The model achieves top performance across all evaluated dimensions in complex reference-based image-to-video generation tasks. It demonstrates superior motion quality, image preservation, and prompt following, particularly in high-information-density and multi-ethnicity scenarios. Seedance 2.0 leads on all metrics in complex reference tasks It achieves the highest scores in motion quality and prompt following It outperforms competitors in maintaining reference consistency for high-information-density and multi-ethnicity content

Seedance 2.0 achieves top performance across multiple evaluation dimensions in both motion quality and audio-related tasks. The model demonstrates significant improvements over previous versions and competitors, particularly in motion stability, physical realism, and audio-visual synchronization. Seedance 2.0 ranks first in all evaluated dimensions for motion quality and audio-visual sync The model shows strong improvements in physical realism and motion stability compared to prior versions Seedance 2.0 outperforms competitors in audio-visual alignment and audio expressiveness

The the the table compares audio-visual performance across models, with Seedance 2.0 achieving the highest scores in audio quality, audio-visual sync, and audio prompt following across all categories. It demonstrates superior performance in background sound and special effects, significantly outperforming other models in audio expressiveness and synchronization.

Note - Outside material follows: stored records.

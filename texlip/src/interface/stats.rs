//! Per-language line and file statistics.

use std::fmt;

use serde::Serialize;

use crate::errors::Result;
use crate::model::LanguageRegistry;

/// Totals for one language.
#[derive(Debug, Clone, PartialEq, Eq, Serialize)]
pub struct LanguageStats {
    pub name: String,
    pub files: usize,
    pub lines: usize,
}

/// Statistics of a finished run, one entry per registered language.
#[derive(Debug, Clone, Default, PartialEq, Eq, Serialize)]
pub struct Statistics {
    pub languages: Vec<LanguageStats>,
}

impl Statistics {
    /// Collects the totals of the languages registered at the end of the run,
    /// in registration order.
    pub fn from_registry(registry: &LanguageRegistry) -> Self {
        let languages = registry
            .registered()
            .map(|lang| LanguageStats {
                name: lang.name.clone(),
                files: lang.total_files,
                lines: lang.total_lines,
            })
            .collect();
        Self { languages }
    }

    /// Looks up the totals of one language.
    pub fn language(&self, name: &str) -> Option<&LanguageStats> {
        self.languages.iter().find(|l| l.name == name)
    }

    pub fn total_files(&self) -> usize {
        self.languages.iter().map(|l| l.files).sum()
    }

    pub fn total_lines(&self) -> usize {
        self.languages.iter().map(|l| l.lines).sum()
    }

    /// Renders the statistics, totals included, as pretty JSON.
    pub fn to_json(&self) -> Result<String> {
        let value = serde_json::json!({
            "languages": self.languages,
            "total_files": self.total_files(),
            "total_lines": self.total_lines(),
        });
        Ok(serde_json::to_string_pretty(&value)?)
    }
}

fn plural(n: usize) -> &'static str {
    if n == 1 {
        ""
    } else {
        "s"
    }
}

fn write_counts(f: &mut fmt::Formatter<'_>, files: usize, lines: usize, what: &str) -> fmt::Result {
    writeln!(
        f,
        "{} file{} and {} line{} in {}.",
        files,
        plural(files),
        lines,
        plural(lines),
        what
    )
}

impl fmt::Display for Statistics {
    fn fmt(&self, f: &mut fmt::Formatter<'_>) -> fmt::Result {
        for lang in &self.languages {
            write_counts(f, lang.files, lang.lines, &lang.name)?;
        }
        write_counts(f, self.total_files(), self.total_lines(), "total")
    }
}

Seedance 2.0 achieves the highest scores in audio quality, audio-visual sync, and audio prompt following across all evaluated categories. The model shows strong performance in background sound and special effects, with top ratings in audio quality and sync. Seedance 2.0 significantly outperforms competitors in audio expressiveness and alignment between audio and visual elements.

The authors evaluate Seedance 2.0 across multiple video generation dimensions, showing it achieves top rankings in all categories compared to other models. The results demonstrate significant improvements in motion quality, audio-visual alignment, and instruction following, with particularly strong performance in complex motion and audio-related tasks. Seedance 2.0 achieves the highest scores in all evaluated dimensions compared to competing models. The model shows superior performance in motion quality and audio-visual synchronization across various complex scenarios. Seedance 2.0 leads in audio-related tasks, including audio expressiveness and prompt following, where other models show significant weaknesses.

The the the table compares the support for various reference modalities across different video generation tasks. Seedance 2.0 supports the most comprehensive range of reference types, including subject, motion, visual effects, style, and video editing, across multiple input modalities. Other models show more limited support, with several lacking capabilities in key areas like audio-visual reference and complex editing. Seedance 2.0 supports the broadest range of reference types across all tasks Other models lack support for audio-visual and complex reference modalities Seedance 2.0 enables a wider variety of creative and editing scenarios

Seedance 2.0 was evaluated across various video generation tasks to validate its performance in complex reference-based image-to-video generation, audio-visual synchronization, and multi-modal reference support. The model demonstrates superior motion quality, physical realism, and prompt following, particularly when handling high-information-density content and diverse ethnicities. Furthermore, it achieves exceptional audio-visual alignment and offers the most comprehensive range of reference modalities, enabling more versatile creative and editing scenarios than its competitors.